* [Entries supplied]
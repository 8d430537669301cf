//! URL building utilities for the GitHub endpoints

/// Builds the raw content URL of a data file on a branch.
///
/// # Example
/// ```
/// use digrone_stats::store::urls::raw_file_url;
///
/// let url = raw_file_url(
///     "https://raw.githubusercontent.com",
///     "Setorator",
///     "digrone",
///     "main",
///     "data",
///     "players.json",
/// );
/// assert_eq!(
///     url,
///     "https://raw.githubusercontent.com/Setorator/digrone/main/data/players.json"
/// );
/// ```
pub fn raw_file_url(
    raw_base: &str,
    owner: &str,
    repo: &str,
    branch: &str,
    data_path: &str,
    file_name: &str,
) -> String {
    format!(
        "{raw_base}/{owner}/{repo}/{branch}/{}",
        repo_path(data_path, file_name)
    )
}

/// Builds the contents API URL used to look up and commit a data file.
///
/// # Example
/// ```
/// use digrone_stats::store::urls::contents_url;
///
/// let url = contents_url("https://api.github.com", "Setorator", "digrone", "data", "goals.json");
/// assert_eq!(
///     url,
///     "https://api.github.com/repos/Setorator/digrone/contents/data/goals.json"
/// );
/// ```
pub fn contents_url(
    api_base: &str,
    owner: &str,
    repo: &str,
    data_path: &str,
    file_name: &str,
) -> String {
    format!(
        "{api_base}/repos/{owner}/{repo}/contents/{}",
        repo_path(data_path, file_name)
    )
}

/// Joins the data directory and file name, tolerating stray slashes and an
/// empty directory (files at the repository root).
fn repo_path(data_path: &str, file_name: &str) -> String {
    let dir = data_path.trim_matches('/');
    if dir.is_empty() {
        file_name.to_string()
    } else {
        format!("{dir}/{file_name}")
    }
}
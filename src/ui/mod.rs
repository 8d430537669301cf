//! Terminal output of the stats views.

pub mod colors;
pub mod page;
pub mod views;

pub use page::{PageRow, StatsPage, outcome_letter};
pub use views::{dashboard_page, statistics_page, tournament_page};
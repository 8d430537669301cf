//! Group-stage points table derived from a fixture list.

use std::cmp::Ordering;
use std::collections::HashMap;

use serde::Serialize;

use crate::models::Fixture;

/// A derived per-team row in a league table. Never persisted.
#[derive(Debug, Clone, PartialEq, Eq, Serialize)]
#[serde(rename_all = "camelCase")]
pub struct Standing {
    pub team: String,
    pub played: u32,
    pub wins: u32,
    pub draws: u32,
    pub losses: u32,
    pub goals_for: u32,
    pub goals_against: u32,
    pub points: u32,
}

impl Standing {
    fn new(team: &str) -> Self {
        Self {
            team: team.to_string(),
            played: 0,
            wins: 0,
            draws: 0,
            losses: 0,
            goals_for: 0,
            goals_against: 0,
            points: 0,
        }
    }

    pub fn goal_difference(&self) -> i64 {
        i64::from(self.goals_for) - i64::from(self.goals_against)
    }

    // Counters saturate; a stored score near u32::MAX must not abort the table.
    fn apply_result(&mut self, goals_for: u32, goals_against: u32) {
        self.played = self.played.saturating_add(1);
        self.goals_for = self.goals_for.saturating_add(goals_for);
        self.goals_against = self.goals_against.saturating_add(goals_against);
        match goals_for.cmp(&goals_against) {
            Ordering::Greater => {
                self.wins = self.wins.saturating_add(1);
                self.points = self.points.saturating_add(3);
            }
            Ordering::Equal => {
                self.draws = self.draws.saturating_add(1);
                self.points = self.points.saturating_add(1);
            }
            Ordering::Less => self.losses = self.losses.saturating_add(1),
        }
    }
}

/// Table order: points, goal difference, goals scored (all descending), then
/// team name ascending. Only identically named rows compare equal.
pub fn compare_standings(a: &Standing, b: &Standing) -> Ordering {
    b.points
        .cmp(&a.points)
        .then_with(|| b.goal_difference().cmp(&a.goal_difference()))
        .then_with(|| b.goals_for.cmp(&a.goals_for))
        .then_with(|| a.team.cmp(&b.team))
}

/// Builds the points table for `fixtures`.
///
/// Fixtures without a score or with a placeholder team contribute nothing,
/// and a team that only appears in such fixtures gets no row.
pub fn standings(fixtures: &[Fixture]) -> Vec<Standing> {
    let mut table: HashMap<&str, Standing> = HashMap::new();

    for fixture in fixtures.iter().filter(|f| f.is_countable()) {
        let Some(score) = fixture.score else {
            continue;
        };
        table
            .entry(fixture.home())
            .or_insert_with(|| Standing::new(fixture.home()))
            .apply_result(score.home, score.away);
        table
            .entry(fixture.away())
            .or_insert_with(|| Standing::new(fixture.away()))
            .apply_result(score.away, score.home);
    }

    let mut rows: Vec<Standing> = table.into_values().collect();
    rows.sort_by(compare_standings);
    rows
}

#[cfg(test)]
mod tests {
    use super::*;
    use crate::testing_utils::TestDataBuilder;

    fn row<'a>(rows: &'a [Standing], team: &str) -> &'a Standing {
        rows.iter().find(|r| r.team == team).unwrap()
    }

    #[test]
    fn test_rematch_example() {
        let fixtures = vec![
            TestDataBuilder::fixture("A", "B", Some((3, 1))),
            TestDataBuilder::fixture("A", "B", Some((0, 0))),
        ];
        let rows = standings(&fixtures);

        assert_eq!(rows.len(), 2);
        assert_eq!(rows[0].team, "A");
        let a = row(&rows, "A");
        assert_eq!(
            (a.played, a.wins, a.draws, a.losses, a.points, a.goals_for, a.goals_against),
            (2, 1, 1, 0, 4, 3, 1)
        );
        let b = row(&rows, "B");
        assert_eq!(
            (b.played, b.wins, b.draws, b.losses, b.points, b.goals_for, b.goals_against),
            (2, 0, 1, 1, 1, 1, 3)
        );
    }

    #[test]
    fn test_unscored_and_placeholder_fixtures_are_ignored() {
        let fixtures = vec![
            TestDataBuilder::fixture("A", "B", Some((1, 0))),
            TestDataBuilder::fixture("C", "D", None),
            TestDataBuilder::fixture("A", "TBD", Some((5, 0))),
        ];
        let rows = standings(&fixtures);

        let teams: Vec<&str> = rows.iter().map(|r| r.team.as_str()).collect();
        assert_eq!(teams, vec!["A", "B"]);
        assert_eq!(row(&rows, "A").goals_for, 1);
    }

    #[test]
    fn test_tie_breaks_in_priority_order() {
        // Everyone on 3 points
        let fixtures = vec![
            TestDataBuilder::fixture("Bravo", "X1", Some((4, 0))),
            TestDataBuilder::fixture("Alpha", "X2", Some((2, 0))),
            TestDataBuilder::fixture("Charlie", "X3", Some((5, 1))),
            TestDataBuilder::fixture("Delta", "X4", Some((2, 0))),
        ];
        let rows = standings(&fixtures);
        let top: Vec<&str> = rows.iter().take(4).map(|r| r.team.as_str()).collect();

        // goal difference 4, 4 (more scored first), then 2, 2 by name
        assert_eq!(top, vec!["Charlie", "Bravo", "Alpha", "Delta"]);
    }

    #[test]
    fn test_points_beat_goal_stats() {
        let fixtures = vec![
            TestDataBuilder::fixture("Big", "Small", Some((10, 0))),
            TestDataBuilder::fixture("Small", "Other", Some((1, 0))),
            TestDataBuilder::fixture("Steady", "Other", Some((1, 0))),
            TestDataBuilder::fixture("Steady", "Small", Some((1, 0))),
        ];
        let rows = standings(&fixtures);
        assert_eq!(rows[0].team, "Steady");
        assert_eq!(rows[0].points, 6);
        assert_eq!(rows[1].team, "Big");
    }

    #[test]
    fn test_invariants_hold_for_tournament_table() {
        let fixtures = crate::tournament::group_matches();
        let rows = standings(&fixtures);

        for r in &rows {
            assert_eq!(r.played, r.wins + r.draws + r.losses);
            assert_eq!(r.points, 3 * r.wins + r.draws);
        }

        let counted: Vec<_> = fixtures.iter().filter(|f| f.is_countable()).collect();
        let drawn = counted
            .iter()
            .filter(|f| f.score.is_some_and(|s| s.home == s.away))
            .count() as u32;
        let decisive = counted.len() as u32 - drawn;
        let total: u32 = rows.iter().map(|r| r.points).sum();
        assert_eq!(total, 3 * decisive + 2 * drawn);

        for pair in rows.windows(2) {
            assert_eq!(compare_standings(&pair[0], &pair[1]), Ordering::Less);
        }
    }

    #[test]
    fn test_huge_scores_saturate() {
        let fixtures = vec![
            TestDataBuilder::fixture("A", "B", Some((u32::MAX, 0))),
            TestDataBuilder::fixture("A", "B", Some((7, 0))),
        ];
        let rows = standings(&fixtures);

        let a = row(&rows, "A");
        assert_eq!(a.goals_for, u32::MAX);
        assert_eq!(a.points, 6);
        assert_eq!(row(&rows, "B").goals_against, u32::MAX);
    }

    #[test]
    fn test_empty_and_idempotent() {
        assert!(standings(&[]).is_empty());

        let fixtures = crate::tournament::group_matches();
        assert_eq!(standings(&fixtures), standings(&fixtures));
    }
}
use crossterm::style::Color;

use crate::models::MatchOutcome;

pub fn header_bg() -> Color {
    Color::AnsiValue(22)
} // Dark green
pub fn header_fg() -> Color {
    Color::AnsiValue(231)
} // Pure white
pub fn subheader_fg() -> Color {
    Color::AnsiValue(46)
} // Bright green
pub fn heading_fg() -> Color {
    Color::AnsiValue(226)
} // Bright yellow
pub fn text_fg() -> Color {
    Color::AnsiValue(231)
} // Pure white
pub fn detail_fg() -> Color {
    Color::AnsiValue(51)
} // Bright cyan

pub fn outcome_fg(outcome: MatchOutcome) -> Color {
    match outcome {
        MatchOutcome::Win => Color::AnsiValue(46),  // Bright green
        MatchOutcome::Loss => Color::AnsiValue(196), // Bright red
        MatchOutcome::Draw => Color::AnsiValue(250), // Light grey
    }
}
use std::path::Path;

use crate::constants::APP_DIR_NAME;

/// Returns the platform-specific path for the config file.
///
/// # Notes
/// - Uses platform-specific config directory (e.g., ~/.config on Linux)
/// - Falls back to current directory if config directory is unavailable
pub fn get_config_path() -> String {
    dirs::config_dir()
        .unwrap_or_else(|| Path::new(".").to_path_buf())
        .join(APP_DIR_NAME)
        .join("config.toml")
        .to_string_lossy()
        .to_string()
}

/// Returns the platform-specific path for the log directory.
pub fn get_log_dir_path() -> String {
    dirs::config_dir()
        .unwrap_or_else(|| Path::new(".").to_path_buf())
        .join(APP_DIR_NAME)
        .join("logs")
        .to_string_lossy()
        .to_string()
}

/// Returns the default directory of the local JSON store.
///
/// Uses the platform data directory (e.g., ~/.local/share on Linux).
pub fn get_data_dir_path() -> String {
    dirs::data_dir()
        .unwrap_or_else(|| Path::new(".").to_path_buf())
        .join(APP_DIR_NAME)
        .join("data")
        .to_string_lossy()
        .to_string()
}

...

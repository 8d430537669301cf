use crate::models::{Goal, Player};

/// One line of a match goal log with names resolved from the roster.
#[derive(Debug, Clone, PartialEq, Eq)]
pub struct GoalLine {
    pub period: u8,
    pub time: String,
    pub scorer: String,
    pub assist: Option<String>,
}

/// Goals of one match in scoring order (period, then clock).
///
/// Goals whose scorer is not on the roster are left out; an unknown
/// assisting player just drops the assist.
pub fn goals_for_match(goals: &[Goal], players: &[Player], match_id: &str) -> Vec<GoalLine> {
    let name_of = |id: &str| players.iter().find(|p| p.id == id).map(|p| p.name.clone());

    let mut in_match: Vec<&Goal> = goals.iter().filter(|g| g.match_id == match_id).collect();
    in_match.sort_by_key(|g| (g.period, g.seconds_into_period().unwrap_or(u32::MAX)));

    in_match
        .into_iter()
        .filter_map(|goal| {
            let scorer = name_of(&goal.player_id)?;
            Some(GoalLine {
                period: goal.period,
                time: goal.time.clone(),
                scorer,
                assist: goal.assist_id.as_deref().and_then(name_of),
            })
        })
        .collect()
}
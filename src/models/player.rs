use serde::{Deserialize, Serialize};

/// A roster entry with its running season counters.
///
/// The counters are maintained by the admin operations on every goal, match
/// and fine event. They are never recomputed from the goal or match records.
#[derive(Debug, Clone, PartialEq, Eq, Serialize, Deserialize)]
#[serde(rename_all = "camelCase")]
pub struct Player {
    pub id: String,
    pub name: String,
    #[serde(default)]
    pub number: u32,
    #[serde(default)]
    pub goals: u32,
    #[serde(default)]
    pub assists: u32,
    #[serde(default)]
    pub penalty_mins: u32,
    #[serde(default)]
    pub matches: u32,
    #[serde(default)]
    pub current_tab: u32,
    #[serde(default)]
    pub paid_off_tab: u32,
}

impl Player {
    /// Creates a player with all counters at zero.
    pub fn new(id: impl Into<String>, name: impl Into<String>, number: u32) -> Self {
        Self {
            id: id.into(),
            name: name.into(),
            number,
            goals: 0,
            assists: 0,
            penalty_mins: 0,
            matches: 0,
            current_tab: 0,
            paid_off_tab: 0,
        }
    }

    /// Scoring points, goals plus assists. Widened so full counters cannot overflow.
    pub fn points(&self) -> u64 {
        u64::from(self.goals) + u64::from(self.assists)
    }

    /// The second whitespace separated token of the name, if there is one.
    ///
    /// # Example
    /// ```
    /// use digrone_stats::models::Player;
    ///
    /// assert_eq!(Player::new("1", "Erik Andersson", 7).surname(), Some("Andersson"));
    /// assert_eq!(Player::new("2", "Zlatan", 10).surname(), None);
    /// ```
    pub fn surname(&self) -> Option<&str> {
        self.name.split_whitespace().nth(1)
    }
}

* [Exercise details] Filter the records above, keeping each line that contains the word "AnsiValue".

* [Response]
    Color::AnsiValue(22)
    Color::AnsiValue(231)
    Color::AnsiValue(46)
    Color::AnsiValue(226)
    Color::AnsiValue(231)
    Color::AnsiValue(51)
        MatchOutcome::Win => Color::AnsiValue(46),  // Bright green
        MatchOutcome::Loss => Color::AnsiValue(196), // Bright red
        MatchOutcome::Draw => Color::AnsiValue(250), // Light grey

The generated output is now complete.